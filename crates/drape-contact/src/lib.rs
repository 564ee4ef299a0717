//! # drape-contact
//!
//! Collision response of cloth particles against the ground plane and a
//! body described by a signed distance field.
//!
//! Both colliders push penetrating particles out along a surface normal
//! and rewrite their previous position, so the velocity implied by the
//! next Verlet step already carries friction and restitution.
//!
//! ## Key Types
//!
//! - [`GroundPlane`]: Horizontal plane, always active.
//! - [`BodyCollider`]: Owns the optional body [`SdfGrid`](drape_sdf::SdfGrid).
//! - [`CollisionParams`]: Friction, restitution, contact thickness.
//! - [`CollisionPipeline`]: Ground, then body.

pub mod body;
pub mod collision_pipeline;
pub mod ground_plane;
pub mod params;
pub mod response;

pub use body::BodyCollider;
pub use collision_pipeline::{CollisionPipeline, CollisionStepResult};
pub use ground_plane::GroundPlane;
pub use params::CollisionParams;
pub use response::{respond, ContactResult};
//! Event bus: queued event dispatch with pluggable sinks.
//!
//! Producers enqueue events on an `std::sync::mpsc` channel; sinks only
//! see them when the owner calls [`EventBus::flush`], typically once per
//! tick. Emitting never blocks on a sink.

use std::fmt;
use std::sync::mpsc;

use crate::events::{EventKind, SimulationEvent};
use crate::sinks::EventSink;

/// Queued event bus for simulation telemetry.
pub struct EventBus {
    sender: mpsc::Sender<SimulationEvent>,
    receiver: mpsc::Receiver<SimulationEvent>,
    sinks: Vec<Box<dyn EventSink>>,
    /// Disabled bus drops events at `emit`.
    enabled: bool,
    delivered: u64,
}

impl EventBus {
    /// Creates a new event bus with no sinks.
    pub fn new() -> Self {
        let (sender, receiver) = mpsc::channel();
        Self {
            sender,
            receiver,
            sinks: Vec::new(),
            enabled: true,
            delivered: 0,
        }
    }

    /// Creates a bus with one sink already registered.
    pub fn with_sink(sink: impl EventSink + 'static) -> Self {
        let mut bus = Self::new();
        bus.add_sink(Box::new(sink));
        bus
    }

    /// Registers a sink to receive events.
    pub fn add_sink(&mut self, sink: Box<dyn EventSink>) {
        self.sinks.push(sink);
    }

    /// Enables or disables the bus. Disabled bus drops events silently.
    pub fn set_enabled(&mut self, enabled: bool) {
        self.enabled = enabled;
    }

    /// Returns true if the bus is active.
    pub fn is_enabled(&self) -> bool {
        self.enabled
    }

    /// Queues an event. No-op when the bus is disabled.
    pub fn emit(&self, event: SimulationEvent) {
        if !self.enabled {
            return;
        }
        // The receiver lives as long as the bus, so sending cannot fail.
        let _ = self.sender.send(event);
    }

    /// Queues an event built from a tick index and payload.
    pub fn emit_kind(&self, timestep: u64, kind: EventKind) {
        self.emit(SimulationEvent::new(timestep, kind));
    }

    /// Delivers all queued events to every sink, in emission order.
    pub fn flush(&mut self) {
        while let Ok(event) = self.receiver.try_recv() {
            for sink in &mut self.sinks {
                sink.handle(&event);
            }
            self.delivered += 1;
        }
    }

    /// Flushes pending events, then lets every sink finalize.
    pub fn finish(&mut self) {
        self.flush();
        for sink in &mut self.sinks {
            sink.finalize();
        }
    }

    /// Returns the number of registered sinks.
    pub fn sink_count(&self) -> usize {
        self.sinks.len()
    }

    /// Number of events delivered by [`flush`](Self::flush) so far.
    pub fn delivered(&self) -> u64 {
        self.delivered
    }
}

impl Default for EventBus {
    fn default() -> Self {
        Self::new()
    }
}

impl fmt::Debug for EventBus {
    fn fmt(&self, f: &mut fmt::Formatter<'_>) -> fmt::Result {
        f.debug_struct("EventBus")
            .field("sinks", &self.sinks.iter().map(|s| s.name()).collect::<Vec<_>>())
            .field("enabled", &self.enabled)
            .field("delivered", &self.delivered)
            .finish()
    }
}
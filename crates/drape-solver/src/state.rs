//! Particle state: double-buffered positions and previous positions.
//!
//! Two fixed slots alternate every tick. Integration reads the current
//! slot and writes the other one, then the slots swap. Constraint and
//! collision passes operate in place on the new current slot, so the
//! slot read by integration is never modified while a tick is running.
//!
//! Velocity is not stored; it is the difference `position − previous`.

use drape_compute::{ComputeBackend, ComputeBuffer};
use drape_math::Vec3;
use drape_types::{DrapeError, DrapeResult};
use tracing::debug;

use crate::config::SimulationParams;

/// Positions and previous positions of one buffer slot.
#[derive(Debug, Clone)]
struct Slot {
    position: ComputeBuffer,
    previous: ComputeBuffer,
}

impl Slot {
    fn at_rest(positions: &[f32]) -> Self {
        Self {
            position: ComputeBuffer::from_slice(positions),
            previous: ComputeBuffer::from_slice(positions),
        }
    }
}

/// Per-particle simulation state.
///
/// All buffers hold interleaved `xyz` triples, one per particle.
#[derive(Debug, Clone)]
pub struct ParticleState {
    vertex_count: usize,
    slots: [Slot; 2],
    pinned: Vec<bool>,
    active: usize,
}

impl ParticleState {
    /// Creates a state at rest (previous = position) in slot 0.
    ///
    /// `positions` must hold `3 · n` values and `pinned` exactly `n` flags.
    pub fn new(positions: &[f32], pinned: Vec<bool>) -> DrapeResult<Self> {
        if positions.len() % 3 != 0 {
            return Err(DrapeError::InvalidMesh(format!(
                "position buffer length {} is not a multiple of 3",
                positions.len()
            )));
        }
        let vertex_count = positions.len() / 3;
        if pinned.len() != vertex_count {
            return Err(DrapeError::InvalidMesh(format!(
                "Pinned array length ({}) != vertex count ({})",
                pinned.len(),
                vertex_count
            )));
        }

        debug!(
            vertex_count,
            pinned = pinned.iter().filter(|&&p| p).count(),
            "particle state created"
        );
        Ok(Self {
            vertex_count,
            slots: [Slot::at_rest(positions), Slot::at_rest(positions)],
            pinned,
            active: 0,
        })
    }

    #[inline]
    pub fn vertex_count(&self) -> usize {
        self.vertex_count
    }

    /// Index (0 or 1) of the slot holding the current positions.
    #[inline]
    pub fn active_slot(&self) -> usize {
        self.active
    }

    /// Current positions. Passes write through this buffer in place.
    #[inline]
    pub fn positions(&self) -> &ComputeBuffer {
        &self.slots[self.active].position
    }

    /// Previous positions matching [`positions`](Self::positions).
    #[inline]
    pub fn previous(&self) -> &ComputeBuffer {
        &self.slots[self.active].previous
    }

    #[inline]
    pub fn pinned(&self) -> &[bool] {
        &self.pinned
    }

    #[inline]
    pub fn is_pinned(&self, i: usize) -> bool {
        self.pinned[i]
    }

    /// Number of pinned particles.
    pub fn pinned_count(&self) -> usize {
        self.pinned.iter().filter(|&&p| p).count()
    }

    /// Current position of particle `i`.
    #[inline]
    pub fn position(&self, i: usize) -> Vec3 {
        self.positions().load_vec3(i)
    }

    /// Implied per-tick velocity of particle `i` (`position − previous`).
    #[inline]
    pub fn displacement(&self, i: usize) -> Vec3 {
        self.positions().load_vec3(i) - self.previous().load_vec3(i)
    }

    /// Read-only view of the current positions.
    pub fn view(&self) -> PositionsView<'_> {
        PositionsView {
            buffer: self.positions(),
        }
    }

    /// Verlet integration from the current slot into the other slot, then
    /// makes that slot current.
    ///
    /// Free particles: `v = (pos − prev)·(1 − damping)`,
    /// `new = pos + v + gravity·dt²`, `prev' = pos`. Pinned particles are
    /// copied through with zero displacement.
    pub fn integrate(&mut self, backend: &dyn ComputeBackend, params: &SimulationParams) {
        let read = self.active;
        let write = 1 - read;
        let src = &self.slots[read];
        let dst = &self.slots[write];

        let keep = 1.0 - params.clamped_damping();
        let accel = params.gravity() * params.dt * params.dt;
        let pinned = &self.pinned;

        backend.dispatch(self.vertex_count, &|i| {
            let pos = src.position.load_vec3(i);
            if pinned[i] {
                dst.position.store_vec3(i, pos);
                dst.previous.store_vec3(i, pos);
                return;
            }
            let velocity = (pos - src.previous.load_vec3(i)) * keep;
            dst.position.store_vec3(i, pos + velocity + accel);
            dst.previous.store_vec3(i, pos);
        });

        self.active = write;
    }

    /// Rewrites both slots to rest at `initial` and makes slot 0 current.
    ///
    /// Pin flags are kept.
    pub fn reset(&mut self, initial: &[f32]) -> DrapeResult<()> {
        if initial.len() != self.vertex_count * 3 {
            return Err(DrapeError::InvalidMesh(format!(
                "reset positions have {} values, expected {}",
                initial.len(),
                self.vertex_count * 3
            )));
        }
        for slot in &self.slots {
            slot.position.copy_from_slice(initial)?;
            slot.previous.copy_from_slice(initial)?;
        }
        self.active = 0;
        Ok(())
    }

    /// Kinetic energy `½ Σ m |v|²` of the free particles, with
    /// `v = (position − previous) / dt`.
    pub fn kinetic_energy(&self, mass: f32, dt: f32) -> f64 {
        let inv_dt = 1.0 / dt as f64;
        (0..self.vertex_count)
            .filter(|&i| !self.pinned[i])
            .map(|i| {
                let v = self.displacement(i).as_dvec3() * inv_dt;
                0.5 * mass as f64 * v.length_squared()
            })
            .sum()
    }
}

/// Read-only access to the current particle positions.
#[derive(Debug, Clone, Copy)]
pub struct PositionsView<'a> {
    buffer: &'a ComputeBuffer,
}

impl<'a> PositionsView<'a> {
    /// Number of particles.
    #[inline]
    pub fn len(&self) -> usize {
        self.buffer.len() / 3
    }

    #[inline]
    pub fn is_empty(&self) -> bool {
        self.buffer.is_empty()
    }

    /// Position of particle `i`.
    #[inline]
    pub fn get(&self, i: usize) -> Vec3 {
        self.buffer.load_vec3(i)
    }

    /// Iterates particle positions in index order.
    pub fn iter(&self) -> impl Iterator<Item = Vec3> + 'a {
        let buffer = self.buffer;
        (0..buffer.len() / 3).map(move |i| buffer.load_vec3(i))
    }

    /// Copies the positions out as interleaved `xyz` floats.
    pub fn to_vec(&self) -> Vec<f32> {
        self.buffer.to_vec()
    }

    /// Lowest Y coordinate, or `None` when empty.
    pub fn min_y(&self) -> Option<f32> {
        self.iter().map(|p| p.y).reduce(f32::min)
    }
}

○ ○ ○ ○

Problem details: Filter the entries down to the lines containing "values". Copy each of those lines.

Task result:
    /// `positions` must hold `3 · n` values and `pinned` exactly `n` flags.
                "reset positions have {} values, expected {}",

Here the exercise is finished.